I know the anxiety is normal. I just keep reminding myself that everyone I know who has had this surgery over the past 20 years has said their only regret is that they didn't get it done sooner. These are women of all different height/weight/proportions and body types. One gal who had hers done about 12 years ago said they turned out mangled. The surgeon did a horrible job and she didn't heal right. Even she said she'd do it all over again! When I think rationally, I know I wont regret it. The downside is that the surgery is painful and recovery will be kind of hard. I'll have drainage tubes in for 4 or 5 days and wont be able to sleep on my side for 2+ weeks or my stomach for 6 weeks. I wont be able to do any exercise for 6 weeks. On the bright side, a breast lift is part of the procedure so my ever-increasingly saggy girls will be perky once again! I get two weeks off work and I'm not allowed to do so much as lift a gallon of milk. They said no cooking, house cleaning, driving (sad), work of ANY sort for two weeks. I'll be forced to relax. Finally.

I just have to keep my eyes on the goal and all the reasons I really want to have the surgery. Back and neck pain will decrease considerably. Exercising will be easier. My golf swing will improve. Men (and some women) will realize that I actually have eyes and a face when they are talking to me. No more black eyes from running or horseback riding. No more downward facing dog boobs. No more $80 bras. I'll be able to shop at Victoria's Secret. I'll be able to find sports bras at every day locations and prices. I'll be able to wear those camisoles with build in bras without feeling like my boobs are being cut in half or spilling out the top. I'll be able to wear button-up shirts. I wont look pregnant in sweatshirts or have to buy larger sizes to fit over the boobs. And did I mention that my back and neck pain will decrease considerably?

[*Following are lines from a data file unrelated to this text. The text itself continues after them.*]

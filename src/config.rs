//! Tuner configuration.
//!
//! Values are resolved once at startup: built-in defaults, then an optional
//! YAML file, then the `BALANCE_TUNER_PORT` environment variable, then
//! command-line flags (applied by the binary).

use std::path::{Path, PathBuf};
use std::time::Duration;

use serde::{Deserialize, Serialize};
use tracing::warn;

use crate::error::ConfigError;
use crate::tuning::{MetricConfig, SearchPlan, Timing};

/// Environment variable that overrides [`LinkConfig::endpoint`].
pub const PORT_ENV: &str = "BALANCE_TUNER_PORT";

/// Serial link settings.
#[derive(Debug, Clone, PartialEq, Serialize, Deserialize)]
#[serde(default)]
pub struct LinkConfig {
    pub endpoint: String,
    pub baud_rate: u32,
    pub timeout_ms: u64,
}

impl Default for LinkConfig {
    fn default() -> Self {
        Self {
            endpoint: "/dev/ttyUSB0".to_string(),
            baud_rate: 9600,
            timeout_ms: 1000,
        }
    }
}

impl LinkConfig {
    pub fn timeout(&self) -> Duration {
        Duration::from_millis(self.timeout_ms)
    }
}

/// Loop intervals, in milliseconds.
#[derive(Debug, Clone, Copy, PartialEq, Eq, Serialize, Deserialize)]
#[serde(default)]
pub struct TimingConfig {
    pub poll_interval_ms: u64,
    pub command_delay_ms: u64,
    pub iteration_delay_ms: u64,
    /// Wait between the last gain frame and scoring. When unset, the
    /// metric picks its own window.
    pub settle_ms: Option<u64>,
}

impl Default for TimingConfig {
    fn default() -> Self {
        Self {
            poll_interval_ms: 100,
            command_delay_ms: 100,
            iteration_delay_ms: 1000,
            settle_ms: None,
        }
    }
}

impl TimingConfig {
    pub fn poll_interval(&self) -> Duration {
        Duration::from_millis(self.poll_interval_ms)
    }
}

/// Complete tuner configuration.
#[derive(Debug, Clone, PartialEq, Default, Serialize, Deserialize)]
#[serde(default)]
pub struct TunerConfig {
    pub link: LinkConfig,
    pub search: SearchPlan,
    pub timing: TimingConfig,
    pub metric: MetricConfig,
    /// Where to write a JSON report when a session ends.
    pub results_path: Option<PathBuf>,
}

impl TunerConfig {
    /// Waits used by the coordinator, with the settle window resolved
    /// against the metric.
    pub fn coordinator_timing(&self) -> Timing {
        let settle = match self.timing.settle_ms {
            Some(ms) => Duration::from_millis(ms),
            None => self.metric.default_settle(),
        };
        Timing {
            command_delay: Duration::from_millis(self.timing.command_delay_ms),
            settle,
            iteration_delay: Duration::from_millis(self.timing.iteration_delay_ms),
        }
    }

    /// Parse a YAML document. Missing keys take their defaults.
    pub fn from_yaml_str(text: &str) -> Result<Self, ConfigError> {
        if text.trim().is_empty() {
            return Ok(Self::default());
        }
        Ok(serde_yaml::from_str(text)?)
    }

    pub fn from_yaml_file(path: &Path) -> Result<Self, ConfigError> {
        let text = std::fs::read_to_string(path).map_err(|source| ConfigError::Read {
            path: path.to_path_buf(),
            source,
        })?;
        Self::from_yaml_str(&text)
    }

    /// Apply `BALANCE_TUNER_PORT` if it is set and not empty.
    pub fn apply_env(&mut self) {
        if let Ok(port) = std::env::var(PORT_ENV) {
            if !port.trim().is_empty() {
                self.link.endpoint = port.trim().to_string();
            }
        }
    }

    /// Reject values the tuner cannot run with.
    pub fn validate(&self) -> Result<(), ConfigError> {
        if self.link.endpoint.trim().is_empty() {
            return Err(ConfigError::Invalid("link.endpoint is empty".into()));
        }
        if self.link.baud_rate == 0 {
            return Err(ConfigError::Invalid("link.baud_rate must be positive".into()));
        }
        if !self.search.initial.is_finite() {
            return Err(ConfigError::Invalid(
                "search.initial gains must be finite".into(),
            ));
        }
        if !self.search.step.is_finite() {
            return Err(ConfigError::Invalid("search.step must be finite".into()));
        }
        if !self.search.stop.threshold.is_finite() {
            return Err(ConfigError::Invalid(
                "search.stop.threshold must be finite".into(),
            ));
        }
        if self.metric.needs_telemetry() && self.coordinator_timing().settle.is_zero() {
            return Err(ConfigError::Invalid(
                "metric settled_angle needs timing.settle_ms > 0".into(),
            ));
        }
        if !self
            .search
            .stop
            .reachable_from(&self.search.initial, &self.search.step)
        {
            warn!(
                stop = %self.search.stop,
                "stop condition is never reached; tuning runs until stopped"
            );
        }
        Ok(())
    }
}

#[cfg(test)]
mod tests {
    use super::*;
    use crate::gains::{Crossing, Gain, GainSet, GainStep};
    use crate::tuning::SettledAngleError;
    use std::io::Write;

    #[test]
    fn test_defaults_match_bench_setup() {
        let cfg = TunerConfig::default();
        assert_eq!(cfg.link.baud_rate, 9600);
        assert_eq!(cfg.link.timeout(), Duration::from_secs(1));
        assert_eq!(cfg.search.initial, GainSet::new(1.0, 0.5, 0.1, 0.9));
        assert_eq!(cfg.timing.poll_interval(), Duration::from_millis(100));
        assert_eq!(cfg.coordinator_timing(), Timing::default());
        assert!(cfg.validate().is_ok());
    }

    #[test]
    fn test_partial_yaml_keeps_defaults() {
        let cfg = TunerConfig::from_yaml_str(
            r#"
link:
  endpoint: /dev/ttyACM0
search:
  stop:
    gain: kp
    threshold: 2.0
    crossing: at_or_above
metric:
  kind: settled_angle
results_path: trials.json
"#,
        )
        .unwrap();
        assert_eq!(cfg.link.endpoint, "/dev/ttyACM0");
        assert_eq!(cfg.link.baud_rate, 9600);
        assert_eq!(cfg.search.stop.gain, Gain::Kp);
        assert_eq!(cfg.search.stop.crossing, Crossing::AtOrAbove);
        assert_eq!(cfg.search.initial, GainSet::default());
        assert_eq!(cfg.metric, MetricConfig::SettledAngle { setpoint: 0.0 });
        assert_eq!(cfg.results_path, Some(PathBuf::from("trials.json")));
    }

    #[test]
    fn test_empty_yaml_is_default() {
        assert_eq!(TunerConfig::from_yaml_str("  \n").unwrap(), TunerConfig::default());
    }

    #[test]
    fn test_yaml_file_roundtrip() {
        let mut file = tempfile::NamedTempFile::new().unwrap();
        writeln!(file, "timing:\n  command_delay_ms: 5\n  iteration_delay_ms: 0").unwrap();
        let cfg = TunerConfig::from_yaml_file(file.path()).unwrap();
        assert_eq!(cfg.timing.command_delay_ms, 5);
        assert_eq!(cfg.coordinator_timing().iteration_delay, Duration::ZERO);
        assert_eq!(cfg.timing.poll_interval_ms, 100);
    }

    #[test]
    fn test_missing_file_is_read_error() {
        let err = TunerConfig::from_yaml_file(Path::new("/nonexistent/tuner.yaml")).unwrap_err();
        assert!(matches!(err, ConfigError::Read { .. }));
    }

    #[test]
    fn test_bad_yaml_is_parse_error() {
        let err = TunerConfig::from_yaml_str("link: [1, 2").unwrap_err();
        assert!(matches!(err, ConfigError::Parse(_)));
    }

    #[test]
    fn test_validate_rejects_bad_values() {
        let mut cfg = TunerConfig::default();
        cfg.link.baud_rate = 0;
        assert!(matches!(cfg.validate(), Err(ConfigError::Invalid(_))));

        let mut cfg = TunerConfig::default();
        cfg.search.initial.kd = f64::INFINITY;
        assert!(matches!(cfg.validate(), Err(ConfigError::Invalid(_))));

        let mut cfg = TunerConfig::default();
        cfg.link.endpoint = " ".into();
        assert!(matches!(cfg.validate(), Err(ConfigError::Invalid(_))));
    }

    #[test]
    fn test_settled_angle_gets_a_settle_window() {
        let cfg = TunerConfig::from_yaml_str("metric:\n  kind: settled_angle\n").unwrap();
        assert_eq!(cfg.timing.settle_ms, None);
        assert_eq!(
            cfg.coordinator_timing().settle,
            SettledAngleError::DEFAULT_SETTLE
        );
        assert!(cfg.validate().is_ok());

        let cfg = TunerConfig::from_yaml_str(
            "metric:\n  kind: settled_angle\ntiming:\n  settle_ms: 250\n",
        )
        .unwrap();
        assert_eq!(cfg.coordinator_timing().settle, Duration::from_millis(250));
    }

    #[test]
    fn test_settled_angle_rejects_zero_settle() {
        let cfg = TunerConfig::from_yaml_str(
            "metric:\n  kind: settled_angle\ntiming:\n  settle_ms: 0\n",
        )
        .unwrap();
        assert!(matches!(cfg.validate(), Err(ConfigError::Invalid(_))));

        // The bench metric ignores telemetry, so no window is fine.
        let cfg = TunerConfig::from_yaml_str("timing:\n  settle_ms: 0\n").unwrap();
        assert!(cfg.validate().is_ok());
    }

    #[test]
    fn test_partial_gain_entries_fill_defaults() {
        let cfg = TunerConfig::from_yaml_str(
            "search:\n  step:\n    alpha: -0.02\n  initial:\n    kp: 2.0\n  stop:\n    threshold: 0.4\n",
        )
        .unwrap();
        assert_eq!(cfg.search.step.alpha, -0.02);
        assert_eq!(cfg.search.step.kp, GainStep::default().kp);
        assert_eq!(cfg.search.initial, GainSet::new(2.0, 0.5, 0.1, 0.9));
        assert_eq!(cfg.search.stop.threshold, 0.4);
        assert_eq!(cfg.search.stop.gain, Gain::Alpha);
        assert_eq!(cfg.search.stop.crossing, Crossing::AtOrBelow);
    }

    #[test]
    fn test_unreachable_stop_is_only_a_warning() {
        let mut cfg = TunerConfig::default();
        cfg.search.step.alpha = 0.0;
        assert!(cfg.validate().is_ok());
    }
}
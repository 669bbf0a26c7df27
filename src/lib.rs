//! # balance-tuner
//!
//! Host-side auto-tuner for a self-balancing robot. The robot's firmware
//! runs its own PID loop and talks newline-delimited text over a serial
//! link: it streams tilt angles (`Angle: 12.5`) and accepts commands
//! (`bridge on`, `reset_pid`, `kp 1.0`, ...). This crate streams that
//! telemetry into shared state, sweeps PID gain sets through the firmware,
//! scores each one and keeps the three best.
//!
//! The pieces:
//!
//! - [`transport`]: the exclusive serial link and its line framing.
//! - [`telemetry`]: background reader publishing angles.
//! - [`tuning`]: the coordinator running the gain search.
//! - [`state`]: shared state and its read-only [`StateView`].
//! - [`session`]: the [`Tuner`] handle wiring it all together.
//! - [`console`]: the operator's text console.

pub mod config;
pub mod console;
pub mod error;
pub mod gains;
pub mod leaderboard;
pub mod protocol;
pub mod session;
pub mod state;
pub mod telemetry;
pub mod transport;
pub mod tuning;

pub use config::TunerConfig;
pub use error::{ConfigError, ReportError, TelemetryError, TransportError};
pub use gains::{Gain, GainSet, GainStep, StopCondition};
pub use leaderboard::{Leaderboard, Trial};
pub use session::Tuner;
pub use state::{Snapshot, StateView};
pub use tuning::{ErrorMetric, MetricConfig, SearchPlan, SessionEnd, TuningReport};

/// Crate version.
pub const VERSION: &str = env!("CARGO_PKG_VERSION");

My girlfriends are ALL very supportive. My guy friends think it's like slapping God in the face. Ken has known from day one that I planned to get a reduction. He is supportive, but I can see his anxiety and concerns every time we talk about it. I let my ex-husband talk me out of getting the surgery when I was married and vowed to never do that again. The surgery is set for Thursday, November 11th at 7:30 am. I'll be under for approximately 4 hours. So - wish me luck and pray for me, if you will.

Wednesday, October 13, 2010

Happily Ever After?

I don't believe in happily ever after, but I sure would love to be proven wrong.